27-05-2024. El presidente de la Confederación Granadina de Empresarios, Gerardo Cuerva, pronunció el pasado sábado 25 de mayo el pregón con el que se iniciaron las fiestas del Corpus 2024 de la ciudad de Granada.

El texto, pronunciado en el Patio del Ayuntamiento de Granada, fue un canto «a las raíces de las que que todos los padres y las ciudades han de dotar a sus hijos» y estuvo plagado de recuerdos de la infancia y la primera juventud del pregonero.

En el pregón no faltaron las referencias a las empresas sin las que las fiestas del Corpus no serían posible y «que alguien tendrá que subrayar en algún momento».

Aqui puedes ver el vídeo y este es el texto completo del pregón.

«A ver niños”, dice Gerardo, “preparaos que vamos a ver la Tarasca».

Y los niños, María José, Mónica, Gerardo e Ignacio, en efecto se preparan para apostarse en Reyes Católicos, en la esquina de Costales, y ver pasar a la Tarasca vestida ese año por Galerías Preciados, y sobre todo a Isabel y Fernando, a Boabdil y Morayma, los gigantes, y a los cabezudos con sus vejigas…

Hacen lo mismo que han hecho unos meses antes, unos pocos metros más allá, en la Plaza del Carmen, para responder, festivos, pero también un poco protocolarios, a la triple llamada desde el balcón del Ayuntamiento el 2 de enero.

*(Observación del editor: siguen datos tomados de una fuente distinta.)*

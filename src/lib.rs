//! # ini_doc
//!
//! A tolerant, configurable reader and writer for INI configuration files.
//!
//! Text is parsed into a mutable [`Document`] made of ordered [`Section`]s and
//! [`Property`] entries, each carrying the comment lines written above it. The
//! document can be queried, edited, cloned, merged with another document and
//! written back to text.
//!
//! ## Key Features
//!
//! - **Configurable recognition**: comment leads, section delimiters and the
//!   assignment character are all part of the [`Configuration`]
//! - **Duplicate policies**: repeated keys can fail, keep the first or last
//!   value, or concatenate; repeated sections can fail or be reused
//! - **Tolerant mode**: skip unrecognized lines instead of failing
//! - **Positional errors**: every parse error names the line number and raw text
//! - **Ordered**: sections and keys keep their insertion order
//! - **No Unsafe Code**
//!
//! ## Quick Start
//!
//! ```rust
//! use ini_doc::{from_str, to_string};
//!
//! let text = "\
//! ; general settings
//! [server]
//! host = localhost
//! port = 8080
//! ";
//!
//! let mut doc = from_str(text).unwrap();
//! let server = doc.section("server").unwrap();
//! assert_eq!(server.properties().value("port"), Some("8080"));
//! assert_eq!(server.comments(), ["general settings"]);
//!
//! doc.section_mut("server")
//!     .unwrap()
//!     .properties_mut()
//!     .insert("port", "9090")
//!     .unwrap();
//! assert!(to_string(&doc).contains("port = 9090"));
//! ```
//!
//! ### Custom configuration
//!
//! ```rust
//! use ini_doc::{from_str_with_config, Configuration, DuplicatePropertiesBehaviour};
//!
//! let config = Configuration::new()
//!     .with_case_insensitive(true)
//!     .with_duplicate_properties_behaviour(DuplicatePropertiesBehaviour::AllowAndKeepLastValue);
//!
//! let doc = from_str_with_config("[Test]\nkey = 1\nKEY = 2\n", &config).unwrap();
//! assert_eq!(doc.get_key_path("test.key", '.'), Some("2"));
//! ```
//!
//! ### Lenient parsing
//!
//! ```rust
//! use ini_doc::{Configuration, Parser};
//!
//! let config = Configuration::new().with_throw_exceptions_on_error(false);
//! let mut parser = Parser::new(config);
//! assert!(parser.try_parse("[a]\nnot valid\n").unwrap().is_none());
//! assert_eq!(parser.errors()[0].line(), Some(2));
//! ```
//!
//! ## Logging
//!
//! Parsing emits [`tracing`] events: `debug` for policy decisions (skipped
//! lines, absorbed duplicates, failed parses) and `trace` for each classified
//! line. Install any subscriber to see them.
//!
//! ## Format
//!
//! See the [`format`] module for the accepted dialect.

pub mod config;
pub mod document;
pub mod error;
pub mod format;
pub mod macros;
pub mod parser;
pub mod property;
pub mod section;
pub mod writer;

pub use config::{Configuration, DuplicatePropertiesBehaviour};
pub use document::Document;
pub use error::{Error, Result, StructuralErrorKind};
pub use parser::Parser;
pub use property::{Property, PropertyCollection};
pub use section::{Section, SectionCollection};
pub use writer::Writer;

use std::io;

/// Parse INI text with the default [`Configuration`].
///
/// # Examples
///
/// ```rust
/// use ini_doc::from_str;
///
/// let doc = from_str("[a]\nx = 1\n").unwrap();
/// assert_eq!(doc.get_key_path("a.x", '.'), Some("1"));
/// ```
///
/// # Errors
///
/// Returns [`Error::Structural`] for the first line that breaks the default
/// policy (invalid line, repeated section, repeated key).
#[must_use = "this returns the result of the operation, errors must be handled"]
pub fn from_str(s: &str) -> Result<Document> {
    from_str_with_config(s, &Configuration::default())
}

/// Parse INI text with a custom [`Configuration`].
///
/// This always reports failure as `Err`; use [`Parser::try_parse`] to honour
/// [`Configuration::throw_exceptions_on_error`].
///
/// # Errors
///
/// Returns [`Error::Structural`] for the first line that breaks the policy.
#[must_use = "this returns the result of the operation, errors must be handled"]
pub fn from_str_with_config(s: &str, config: &Configuration) -> Result<Document> {
    Parser::new(config.clone()).parse(s)
}

/// Parse INI text from UTF-8 bytes with the default [`Configuration`].
///
/// # Examples
///
/// ```rust
/// use ini_doc::from_slice;
///
/// let doc = from_slice(b"[a]\nx = 1\n").unwrap();
/// assert!(doc.section("a").is_some());
/// assert!(from_slice(&[0xff, 0xfe]).is_err());
/// ```
///
/// # Errors
///
/// Returns [`Error::Utf8`] if the bytes are not valid UTF-8, otherwise as [`from_str`].
#[must_use = "this returns the result of the operation, errors must be handled"]
pub fn from_slice(v: &[u8]) -> Result<Document> {
    let s = std::str::from_utf8(v).map_err(|e| Error::Utf8(e.to_string()))?;
    from_str(s)
}

/// Write a document as INI text with the default [`Configuration`].
///
/// Entries the syntax cannot express are written as is; see
/// [`Writer::try_write`] for a checked variant.
#[must_use]
pub fn to_string(document: &Document) -> String {
    to_string_with_config(document, &Configuration::default())
}

/// Write a document as INI text using the tokens of `config`.
///
/// Like [`to_string`], this does not check that the output reads back as the
/// same document.
///
/// # Examples
///
/// ```rust
/// use ini_doc::{from_str, to_string_with_config, Configuration};
///
/// let doc = from_str("[a]\nx = 1\n").unwrap();
/// let config = Configuration::new().with_key_value_assignment(':').with_assignment_spacer("");
/// assert_eq!(to_string_with_config(&doc, &config), "[a]\nx:1\n");
/// ```
#[must_use]
pub fn to_string_with_config(document: &Document, config: &Configuration) -> String {
    Writer::new(config.clone()).write(document)
}

/// Write a document as INI text to an I/O stream.
///
/// The document is checked with [`Writer::try_write`] before anything is
/// written, so a failed check leaves the stream untouched.
///
/// # Examples
///
/// ```rust
/// use ini_doc::{from_str, to_writer, Configuration};
///
/// let doc = from_str("[a]\nx = 1\n").unwrap();
/// let mut buffer = Vec::new();
/// to_writer(&mut buffer, &doc, &Configuration::default()).unwrap();
/// assert_eq!(buffer, b"[a]\nx = 1\n");
/// ```
///
/// # Errors
///
/// Returns [`Error::Unrepresentable`] if an entry would not read back
/// unchanged, or [`Error::Io`] if writing to the writer fails.
#[must_use = "this returns the result of the operation, errors must be handled"]
pub fn to_writer<W>(mut writer: W, document: &Document, config: &Configuration) -> Result<()>
where
    W: io::Write,
{
    let text = Writer::new(config.clone()).try_write(document)?;
    writer
        .write_all(text.as_bytes())
        .map_err(|e| Error::io(&e.to_string()))?;
    Ok(())
}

Al día siguiente —tres jueves hay en el año…— María José, Mónica, Gerardo e Ignacio estarán en la Puerta de la Catedral, en las Pasiegas, para ver salir a la Custodia y antes habrán visto las carocas en Bib-Rambla y habrán visitado —como unos días antes habrán hecho con las Cruces— los tradicionales altares del Corpus.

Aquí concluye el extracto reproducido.